• **PROBLEM TO WORK ON**
Please report each line of the data below that contains "usize".

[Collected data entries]
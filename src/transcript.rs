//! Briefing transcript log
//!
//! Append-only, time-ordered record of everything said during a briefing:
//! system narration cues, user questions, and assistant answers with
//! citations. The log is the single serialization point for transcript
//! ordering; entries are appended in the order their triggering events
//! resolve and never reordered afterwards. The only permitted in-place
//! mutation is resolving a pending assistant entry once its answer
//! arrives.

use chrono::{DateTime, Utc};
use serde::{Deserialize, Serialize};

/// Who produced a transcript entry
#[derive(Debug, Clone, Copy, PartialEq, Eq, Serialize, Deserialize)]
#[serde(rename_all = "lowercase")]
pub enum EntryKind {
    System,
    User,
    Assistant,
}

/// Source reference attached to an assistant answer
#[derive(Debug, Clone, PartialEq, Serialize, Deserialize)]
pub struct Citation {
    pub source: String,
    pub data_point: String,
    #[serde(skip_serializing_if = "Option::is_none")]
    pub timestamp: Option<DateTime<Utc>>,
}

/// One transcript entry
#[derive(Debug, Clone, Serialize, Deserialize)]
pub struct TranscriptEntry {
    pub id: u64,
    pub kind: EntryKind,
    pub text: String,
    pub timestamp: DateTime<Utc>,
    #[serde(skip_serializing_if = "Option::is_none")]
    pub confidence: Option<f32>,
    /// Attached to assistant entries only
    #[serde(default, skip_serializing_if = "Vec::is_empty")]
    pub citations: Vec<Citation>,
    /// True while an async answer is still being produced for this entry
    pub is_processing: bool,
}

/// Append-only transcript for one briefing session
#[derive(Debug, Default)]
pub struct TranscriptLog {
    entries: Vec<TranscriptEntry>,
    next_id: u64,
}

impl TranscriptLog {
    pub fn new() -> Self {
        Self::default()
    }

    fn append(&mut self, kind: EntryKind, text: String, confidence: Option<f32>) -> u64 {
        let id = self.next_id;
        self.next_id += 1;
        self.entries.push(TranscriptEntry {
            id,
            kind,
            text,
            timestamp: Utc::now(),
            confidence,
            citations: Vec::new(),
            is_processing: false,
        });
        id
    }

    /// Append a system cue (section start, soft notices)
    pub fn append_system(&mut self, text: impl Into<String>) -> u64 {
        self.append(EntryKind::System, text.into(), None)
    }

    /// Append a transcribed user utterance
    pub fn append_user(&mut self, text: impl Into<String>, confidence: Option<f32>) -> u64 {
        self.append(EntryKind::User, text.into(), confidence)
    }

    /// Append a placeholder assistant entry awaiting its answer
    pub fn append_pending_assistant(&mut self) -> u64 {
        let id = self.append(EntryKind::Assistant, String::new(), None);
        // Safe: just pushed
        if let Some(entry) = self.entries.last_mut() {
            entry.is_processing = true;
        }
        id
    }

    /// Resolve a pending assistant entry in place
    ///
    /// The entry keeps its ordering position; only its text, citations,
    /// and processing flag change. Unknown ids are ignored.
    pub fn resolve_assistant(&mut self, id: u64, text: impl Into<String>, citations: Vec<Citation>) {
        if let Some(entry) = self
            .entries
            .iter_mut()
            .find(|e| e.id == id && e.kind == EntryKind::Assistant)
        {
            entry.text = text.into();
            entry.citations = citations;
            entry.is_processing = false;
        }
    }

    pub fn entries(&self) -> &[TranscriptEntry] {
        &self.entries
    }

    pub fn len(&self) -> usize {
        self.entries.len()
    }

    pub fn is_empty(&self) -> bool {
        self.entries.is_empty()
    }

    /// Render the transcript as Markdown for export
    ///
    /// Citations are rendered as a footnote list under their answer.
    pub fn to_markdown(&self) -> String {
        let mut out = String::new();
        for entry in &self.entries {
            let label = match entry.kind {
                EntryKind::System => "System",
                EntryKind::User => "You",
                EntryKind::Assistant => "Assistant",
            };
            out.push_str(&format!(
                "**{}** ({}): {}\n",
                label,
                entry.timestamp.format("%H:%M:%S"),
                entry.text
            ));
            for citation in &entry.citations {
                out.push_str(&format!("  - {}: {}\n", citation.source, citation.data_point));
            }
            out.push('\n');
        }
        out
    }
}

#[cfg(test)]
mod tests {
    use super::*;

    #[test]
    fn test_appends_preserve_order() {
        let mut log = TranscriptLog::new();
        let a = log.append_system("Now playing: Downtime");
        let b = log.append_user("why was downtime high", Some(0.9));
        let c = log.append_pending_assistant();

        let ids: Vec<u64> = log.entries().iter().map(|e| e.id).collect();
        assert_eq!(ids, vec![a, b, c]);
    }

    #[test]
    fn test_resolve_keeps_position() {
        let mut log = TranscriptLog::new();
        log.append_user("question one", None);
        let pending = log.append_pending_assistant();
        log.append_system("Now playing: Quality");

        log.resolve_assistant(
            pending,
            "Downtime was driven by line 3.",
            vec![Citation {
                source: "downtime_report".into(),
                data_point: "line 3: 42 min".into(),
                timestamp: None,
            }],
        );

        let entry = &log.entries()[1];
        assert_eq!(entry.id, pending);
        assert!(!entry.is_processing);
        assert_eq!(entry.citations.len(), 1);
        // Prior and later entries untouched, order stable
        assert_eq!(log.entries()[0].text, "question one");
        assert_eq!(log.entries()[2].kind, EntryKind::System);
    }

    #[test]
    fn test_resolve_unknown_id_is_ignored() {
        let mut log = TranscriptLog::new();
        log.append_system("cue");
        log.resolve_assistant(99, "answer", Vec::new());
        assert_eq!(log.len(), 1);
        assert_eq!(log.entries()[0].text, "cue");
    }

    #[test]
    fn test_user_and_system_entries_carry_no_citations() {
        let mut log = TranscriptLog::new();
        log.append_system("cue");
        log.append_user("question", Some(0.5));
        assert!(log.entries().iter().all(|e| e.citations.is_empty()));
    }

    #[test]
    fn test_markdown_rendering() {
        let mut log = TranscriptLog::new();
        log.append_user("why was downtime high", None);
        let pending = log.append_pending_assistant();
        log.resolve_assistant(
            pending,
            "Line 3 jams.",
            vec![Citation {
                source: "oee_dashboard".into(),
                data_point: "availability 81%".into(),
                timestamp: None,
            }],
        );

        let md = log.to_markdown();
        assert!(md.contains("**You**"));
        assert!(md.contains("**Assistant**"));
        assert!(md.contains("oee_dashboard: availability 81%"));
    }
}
==
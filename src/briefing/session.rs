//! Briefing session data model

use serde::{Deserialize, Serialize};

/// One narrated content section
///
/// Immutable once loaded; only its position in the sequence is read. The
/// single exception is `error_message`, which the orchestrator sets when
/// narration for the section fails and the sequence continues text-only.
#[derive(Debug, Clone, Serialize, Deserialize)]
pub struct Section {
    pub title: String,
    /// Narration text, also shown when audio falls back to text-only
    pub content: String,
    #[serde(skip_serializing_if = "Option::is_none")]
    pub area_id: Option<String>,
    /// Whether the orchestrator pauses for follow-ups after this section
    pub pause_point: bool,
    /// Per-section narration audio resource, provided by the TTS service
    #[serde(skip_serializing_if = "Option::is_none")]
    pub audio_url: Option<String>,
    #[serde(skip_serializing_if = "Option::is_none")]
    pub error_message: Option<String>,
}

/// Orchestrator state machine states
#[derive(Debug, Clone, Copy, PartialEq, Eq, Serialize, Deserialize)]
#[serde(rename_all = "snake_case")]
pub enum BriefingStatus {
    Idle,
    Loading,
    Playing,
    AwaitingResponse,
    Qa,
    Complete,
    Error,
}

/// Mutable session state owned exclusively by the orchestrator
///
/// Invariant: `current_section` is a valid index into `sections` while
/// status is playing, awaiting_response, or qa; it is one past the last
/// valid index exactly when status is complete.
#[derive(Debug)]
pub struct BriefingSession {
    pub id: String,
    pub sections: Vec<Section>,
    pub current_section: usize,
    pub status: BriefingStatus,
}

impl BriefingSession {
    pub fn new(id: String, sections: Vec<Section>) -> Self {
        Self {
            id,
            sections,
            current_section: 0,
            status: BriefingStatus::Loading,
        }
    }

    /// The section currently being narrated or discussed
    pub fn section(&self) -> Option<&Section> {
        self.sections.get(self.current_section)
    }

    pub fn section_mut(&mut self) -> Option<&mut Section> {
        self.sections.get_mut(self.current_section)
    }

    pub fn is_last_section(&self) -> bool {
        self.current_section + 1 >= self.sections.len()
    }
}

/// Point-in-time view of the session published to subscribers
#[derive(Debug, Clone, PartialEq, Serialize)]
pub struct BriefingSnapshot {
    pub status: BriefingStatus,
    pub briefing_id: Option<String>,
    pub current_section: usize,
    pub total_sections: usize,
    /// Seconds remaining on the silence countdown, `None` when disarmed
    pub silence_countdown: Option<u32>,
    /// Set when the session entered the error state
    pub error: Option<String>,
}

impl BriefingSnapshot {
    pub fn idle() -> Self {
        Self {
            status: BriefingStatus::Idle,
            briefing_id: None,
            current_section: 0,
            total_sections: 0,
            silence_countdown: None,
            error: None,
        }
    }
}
---
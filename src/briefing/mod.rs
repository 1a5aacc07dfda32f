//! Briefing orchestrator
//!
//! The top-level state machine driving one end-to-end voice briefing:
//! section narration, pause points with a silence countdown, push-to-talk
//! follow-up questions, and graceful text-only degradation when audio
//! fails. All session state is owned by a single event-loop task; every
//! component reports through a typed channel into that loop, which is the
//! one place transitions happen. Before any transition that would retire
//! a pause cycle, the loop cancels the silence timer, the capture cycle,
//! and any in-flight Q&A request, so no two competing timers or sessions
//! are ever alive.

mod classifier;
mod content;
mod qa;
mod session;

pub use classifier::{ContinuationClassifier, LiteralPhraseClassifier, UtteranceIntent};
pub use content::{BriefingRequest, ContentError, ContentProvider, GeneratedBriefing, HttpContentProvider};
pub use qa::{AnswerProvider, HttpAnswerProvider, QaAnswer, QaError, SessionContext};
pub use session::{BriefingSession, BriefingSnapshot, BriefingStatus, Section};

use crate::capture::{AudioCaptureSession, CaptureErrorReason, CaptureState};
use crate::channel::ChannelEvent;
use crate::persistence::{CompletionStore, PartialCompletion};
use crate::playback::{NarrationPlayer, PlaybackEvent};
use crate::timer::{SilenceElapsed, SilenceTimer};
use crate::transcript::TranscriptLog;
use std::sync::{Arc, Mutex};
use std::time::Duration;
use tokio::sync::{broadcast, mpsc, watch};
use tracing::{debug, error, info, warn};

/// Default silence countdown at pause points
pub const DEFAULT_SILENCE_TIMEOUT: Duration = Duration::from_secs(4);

• **ANSWER TO THIS EXERCISE**
    pub fn len(&self) -> usize {
    pub current_section: usize,
    pub current_section: usize,
    pub total_sections: usize,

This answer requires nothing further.